Anyway let me tell you I have not been the man she knew when we met. I mean let’s face it as we grow we change and we have three boys, BUT that isn't an excuse of what I have failed to do. I know I didn't make my wife a priority because I took her for granted. I know there are things I need to work on and hopefully my wife will let me show her how she is #1 in my life and that I do love her and that I want her to feel special and appreciated because she is and I miss her so much!

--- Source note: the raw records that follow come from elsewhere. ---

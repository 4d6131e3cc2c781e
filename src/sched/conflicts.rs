
use std::collections::{BTreeMap, BTreeSet};

use serde::Deserialize;

use super::SubjectInfo;

/// Symmetric adjacency map: subject → subjects it cannot share a slot with.
pub type AdjacencyMap = BTreeMap<String, BTreeSet<String>>;

/// An unordered pair of subjects, as edited through the front-end.
#[derive(Debug, Clone, Deserialize, PartialEq, Eq, PartialOrd, Ord)]
pub struct SubjectPair {
    pub subject1: String,
    pub subject2: String,
}

impl SubjectPair {
    pub fn new<A: Into<String>, B: Into<String>>(subject1: A, subject2: B) -> Self {
        SubjectPair {
            subject1: subject1.into(),
            subject2: subject2.into(),
        }
    }
}

/// User edits over the derived conflict sets.
///
/// `individual` and `same_grade` are replacement sources for the student
/// flavor: the first non-empty of individual → same-grade → enrollment
/// wins. The `*_added` / `*_removed` lists are overlays applied on top of
/// whichever base was picked.
#[derive(Debug, Clone, Default, Deserialize, PartialEq, Eq)]
pub struct ConflictEdits {
    #[serde(default)]
    pub individual: Vec<SubjectPair>,
    #[serde(default)]
    pub same_grade: Vec<SubjectPair>,
    #[serde(default)]
    pub same_grade_removed: Vec<SubjectPair>,
    #[serde(default)]
    pub student_added: Vec<SubjectPair>,
    #[serde(default)]
    pub student_removed: Vec<SubjectPair>,
    #[serde(default)]
    pub listening_added: Vec<SubjectPair>,
    #[serde(default)]
    pub listening_removed: Vec<SubjectPair>,
    #[serde(default)]
    pub teacher_added: Vec<SubjectPair>,
    #[serde(default)]
    pub teacher_removed: Vec<SubjectPair>,
}

/// The three merged conflict flavors consumed by the model builder.
#[derive(Debug, Clone, Default, PartialEq, Eq)]
pub struct ConflictMaps {
    pub student: AdjacencyMap,
    pub listening: AdjacencyMap,
    pub teacher: AdjacencyMap,
}

impl ConflictMaps {
    /// Union of the three flavors, used by the clique preprocessor.
    pub fn union(&self) -> AdjacencyMap {
        let mut merged = self.student.clone();
        for source in [&self.listening, &self.teacher] {
            for (subject, others) in source {
                merged
                    .entry(subject.clone())
                    .or_default()
                    .extend(others.iter().cloned());
            }
        }
        merged
    }

    /// Unordered pairs of the union, each emitted once (lexicographic).
    pub fn union_pairs(&self) -> Vec<(String, String)> {
        let mut pairs = BTreeSet::new();
        for (a, others) in self.union() {
            for b in others {
                if a < b {
                    pairs.insert((a.clone(), b));
                } else {
                    pairs.insert((b, a.clone()));
                }
            }
        }
        pairs.into_iter().collect()
    }
}

fn add_edge(map: &mut AdjacencyMap, a: &str, b: &str) {
    map.entry(a.to_owned()).or_default().insert(b.to_owned());
    map.entry(b.to_owned()).or_default().insert(a.to_owned());
}

fn prune_empty(map: &mut AdjacencyMap) {
    map.retain(|_, others| !others.is_empty());
}

/// Student conflicts derived from co-enrollment: two subjects conflict as
/// soon as one student takes both.
pub fn enrollment_pairs(roster: &BTreeMap<String, BTreeSet<String>>) -> AdjacencyMap {
    let mut map = AdjacencyMap::new();
    for subjects in roster.values() {
        let list: Vec<&String> = subjects.iter().collect();
        for (i, a) in list.iter().enumerate() {
            for b in &list[i + 1..] {
                add_edge(&mut map, a, b);
            }
        }
    }
    map
}

/// Listening conflicts derived from the listening-test flag: all pairs of
/// flagged subjects.
pub fn listening_map(subjects: &BTreeMap<String, SubjectInfo>) -> AdjacencyMap {
    let flagged: Vec<&String> = subjects
        .iter()
        .filter(|(_, info)| info.listening)
        .map(|(name, _)| name)
        .collect();

    let mut map = AdjacencyMap::new();
    for (i, a) in flagged.iter().enumerate() {
        for b in &flagged[i + 1..] {
            add_edge(&mut map, a, b);
        }
    }
    map
}

/// Teacher conflicts derived from invigilator overlap: subjects whose
/// teacher sets intersect.
pub fn teacher_map(subjects: &BTreeMap<String, SubjectInfo>) -> AdjacencyMap {
    let list: Vec<(&String, &SubjectInfo)> = subjects.iter().collect();

    let mut map = AdjacencyMap::new();
    for (i, (a, info_a)) in list.iter().enumerate() {
        if info_a.teachers.is_empty() {
            continue;
        }
        for (b, info_b) in &list[i + 1..] {
            if info_a.teachers.intersection(&info_b.teachers).next().is_some() {
                add_edge(&mut map, a, b);
            }
        }
    }
    map
}

/// Grade tags of a subject: comma-separated, whitespace-tolerant.
pub fn grade_tags(grade: &str) -> BTreeSet<String> {
    grade
        .split(',')
        .map(str::trim)
        .filter(|tag| !tag.is_empty())
        .map(str::to_owned)
        .collect()
}

/// Same-grade pairs derived from the subject catalogue: subjects sharing
/// any grade tag conflict pairwise.
pub fn same_grade_pairs(subjects: &BTreeMap<String, SubjectInfo>) -> Vec<SubjectPair> {
    let tagged: Vec<(&String, BTreeSet<String>)> = subjects
        .iter()
        .map(|(name, info)| (name, grade_tags(&info.grade)))
        .filter(|(_, tags)| !tags.is_empty())
        .collect();

    let mut pairs = Vec::new();
    for (i, (a, tags_a)) in tagged.iter().enumerate() {
        for (b, tags_b) in &tagged[i + 1..] {
            if tags_a.intersection(tags_b).next().is_some() {
                pairs.push(SubjectPair::new((*a).clone(), (*b).clone()));
            }
        }
    }
    pairs
}

fn pairs_to_map(pairs: &[SubjectPair]) -> AdjacencyMap {
    let mut map = AdjacencyMap::new();
    for pair in pairs {
        add_edge(&mut map, &pair.subject1, &pair.subject2);
    }
    map
}

fn removed_set(removed: &[SubjectPair]) -> BTreeSet<(String, String)> {
    let mut set = BTreeSet::new();
    for pair in removed {
        set.insert((pair.subject1.clone(), pair.subject2.clone()));
        set.insert((pair.subject2.clone(), pair.subject1.clone()));
    }
    set
}

/// Applies edits on a base map: removals first, then additions (removals
/// win), then symmetry normalization.
pub fn merge(base: AdjacencyMap, added: &[SubjectPair], removed: &[SubjectPair]) -> AdjacencyMap {
    let removed_pairs = removed_set(removed);

    let mut merged = base;
    for (subject, others) in merged.iter_mut() {
        others.retain(|other| !removed_pairs.contains(&(subject.clone(), other.clone())));
    }

    for pair in added {
        if removed_pairs.contains(&(pair.subject1.clone(), pair.subject2.clone())) {
            continue;
        }
        add_edge(&mut merged, &pair.subject1, &pair.subject2);
    }

    // Symmetry normalization: mirror every directed edge.
    let edges: Vec<(String, String)> = merged
        .iter()
        .flat_map(|(a, others)| others.iter().map(move |b| (a.clone(), b.clone())))
        .collect();
    for (a, b) in edges {
        merged.entry(b).or_default().insert(a);
    }

    prune_empty(&mut merged);
    merged
}

/// Builds the three merged conflict maps from the derived bases and the
/// user edits.
pub fn aggregate(
    subjects: &BTreeMap<String, SubjectInfo>,
    roster: &BTreeMap<String, BTreeSet<String>>,
    edits: &ConflictEdits,
) -> ConflictMaps {
    // Student base is a replacement, not an overlay: the first non-empty
    // source wins.
    let student_base = if !edits.individual.is_empty() {
        pairs_to_map(&edits.individual)
    } else if !edits.same_grade.is_empty() {
        merge(
            pairs_to_map(&edits.same_grade),
            &[],
            &edits.same_grade_removed,
        )
    } else {
        enrollment_pairs(roster)
    };

    ConflictMaps {
        student: merge(student_base, &edits.student_added, &edits.student_removed),
        listening: merge(
            listening_map(subjects),
            &edits.listening_added,
            &edits.listening_removed,
        ),
        teacher: merge(
            teacher_map(subjects),
            &edits.teacher_added,
            &edits.teacher_removed,
        ),
    }
}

So my question is our conversations only involve the children and have been for about three weeks. My wife said the separation will only last for 2 months or less!!! How do you make a decision that will affect my life, her life and our children's lives forever in less than two months? Now I will admit 3 weeks has dragged on but this is a big decision and we haven't talked about how to "fix" our outstanding issues or anything! I am going to MC but my wife said “no thank you.” (She doesn’t like talking about her feelings and said it would make her angrier). Any suggestions on communicating or not being taken advantage of in regards to letting my wife take control of the situation because she is really good about that in our relationship in the past, which is not how it started out. HELP!


----------



## Orpheus (Jul 6, 2012)

you are a broken and wounded animal. i am sorry for that. your life must feel like you are on fire. many of us, unfortunately, also recognize this. you are going to reflexively want to pat out the flames or douse the burn. the best thing you can do is let that fire rage.

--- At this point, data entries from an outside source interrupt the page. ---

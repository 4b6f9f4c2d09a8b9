#[cfg(test)]
mod tests {
    use deskbreak::libs::assets::ensure_default_chime;
    use std::sync::{Mutex, MutexGuard};
    use tempfile::TempDir;

    struct TestEnv {
        _guard: MutexGuard<'static, ()>,
        _temp_dir: TempDir,
    }

    impl TestEnv {
        fn new() -> Self {
            static LOCK: Mutex<()> = Mutex::new(());
            let guard = LOCK.lock().unwrap_or_else(|e| e.into_inner());
            let temp_dir = tempfile::tempdir().unwrap();
            std::env::set_var("HOME", temp_dir.path());
            std::env::set_var("LOCALAPPDATA", temp_dir.path());
            TestEnv {
                _guard: guard,
                _temp_dir: temp_dir,
            }
        }
    }

    #[test]
    fn test_chime_is_generated_once_and_well_formed() {
        let _env = TestEnv::new();

        let path = ensure_default_chime().unwrap();
        assert!(path.exists());

        let bytes = std::fs::read(&path).unwrap();
        assert_eq!(&bytes[0..4], b"RIFF");
        assert_eq!(&bytes[8..12], b"WAVE");
        assert_eq!(&bytes[12..16], b"fmt ");
        // RIFF size field covers everything after the first 8 bytes.
        let riff_len = u32::from_le_bytes(bytes[4..8].try_into().unwrap()) as usize;
        assert_eq!(riff_len + 8, bytes.len());
        // 1.5 seconds of 16-bit 44.1 kHz mono.
        assert!(bytes.len() > 44_100);

        // A second call reuses the existing file.
        let modified = std::fs::metadata(&path).unwrap().modified().unwrap();
        let again = ensure_default_chime().unwrap();
        assert_eq!(again, path);
        assert_eq!(std::fs::metadata(&path).unwrap().modified().unwrap(), modified);
    }
}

get all of the ick out, as it were. i will recommend you take a look at Just Let them Go (in my sig) and No More Mr. Nice Guy. Creating space and creating boundaries and not pushing for resolution are your best friends right now. it will probably feel counter to your programming. but it's your programming that largely got you to where you are today. you need to fix you.

i'm sorry for the hurt. it's devastating to watch your relationship take a hit. read, listen and get outside input in order to rebuild the you that you let slip away. it's your only chance for success going forward no matter how it manifests. god speed.


----------



## synthetic (Jan 5, 2012)

Stop feeling so guilty for who you are. Don't believe for a second that your wife will come back in 5 weeks. SHE WON'T.

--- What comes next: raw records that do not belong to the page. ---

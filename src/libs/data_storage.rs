use anyhow::Result;
use std::env::consts::OS;
use std::env::var;
use std::fs;
use std::path::{Path, PathBuf};

pub const APP_NAME: &str = "deskbreak";

#[derive(Clone)]
pub struct DataStorage {
    base_path: PathBuf,
}

impl DataStorage {
    pub fn new() -> Self {
        let base_path = match OS {
            "windows" => var("LOCALAPPDATA").unwrap_or_else(|_| ".".into()),
            "macos" => var("HOME").unwrap_or_else(|_| ".".into()) + "/Library/Application Support",
            _ => var("HOME").unwrap_or_else(|_| ".".into()) + "/.local/share",
        };
        let base_path = Path::new(&base_path).join(APP_NAME);

        Self { base_path }
    }

    pub fn get_path(&self, file_name: &str) -> Result<PathBuf> {
        if !self.base_path.exists() {
            fs::create_dir_all(&self.base_path)?;
        }
        Ok(self.base_path.join(file_name))
    }
}

impl Default for DataStorage {
    fn default() -> Self {
        Self::new()
    }
}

She's most likely cheating on you too (very likely).

You are a codependent nice guy with a non-communicating selfish wife.

Bottom line? She left you. Massive betrayal on her part.

Find your balls, man up and follow these commandments. 

If you follow them to the T and don't backtrack, I promise not only you will be feeling super strong in a matter of weeks, but as a bonus your wife may realize what she will be losing if she continues her bullsh1t.

THEY ARE FOR YOU:

*Synthetic's 10 Commandments*:

1. Read this link - *Just Let Them Go*

2. Follow the following rules: *The 180 degree rules*

3. Read this short book in the next 24 hours: No More Mr. Nice Guy

4. Separate all finances and stop supporting her 'single' lifestyle

5. Book a counseling appointment ASAP

6. Doesn't matter how you do it, but *sweat the pain of anxiety out*. Treadmills are your best friend. Use them. This is very important: You need to physically feel spent before you hit bed every night. 

7. Think a lot, read a lot, and cry as needed - This particular link should be open in your browser at all times and read multiple times: DO YOU LOVE TO BE NEEDED, OR NEED TO BE LOVED?

8. Find your social worth by socializing with as many people as possible (females work better). Spend time with friends, but don't just settle for your circle of friends. This is the best time to make new ones and feel attractive/attracted. You're not looking for sex or a relationship. You're looking for natural human attraction between you and others.

9. Do whatever it takes to go on a trip that involves a long flight, preferably to a country where English or your first language is not spoken

10. Start living an 'overly' fun life without feeling any guilt. This is the hardest task ahead. It's important to wash the guilt out of yourself once you have realized where it originates from via all the reading and counseling you've done.


----------



## brokendown&messedup (Sep 15, 2012)

synthetic said:


> Stop feeling so guilty for who you are. Don't believe for a second that your wife will come back in 5 weeks. SHE WON'T.
> 
> She's most likely cheating on you too (very likely).
> 
> ...


_Posted via Mobile Device_


----------



## brokendown&messedup (Sep 15, 2012)

brokendown&messedup said:


> _Posted via Mobile Device_


Synthetic 

I few questions... Why do you think she is cheating? I have asked on two different occiosions and she said no wouldn't that be easier if there was someone else? I suppose if she is cheating and is happy she would move on and not want a separation? 
Also separating the finances would cause more tension? She is living at her parents when not with the kids and I am living at my brothers when I don't have the kids. I will check out the book and I have for sure separated myself from her regarding talks and actions. We haven't talked about us for at least two weeks if not 3. I am also will check out the 180s
_Posted via Mobile Device_


----------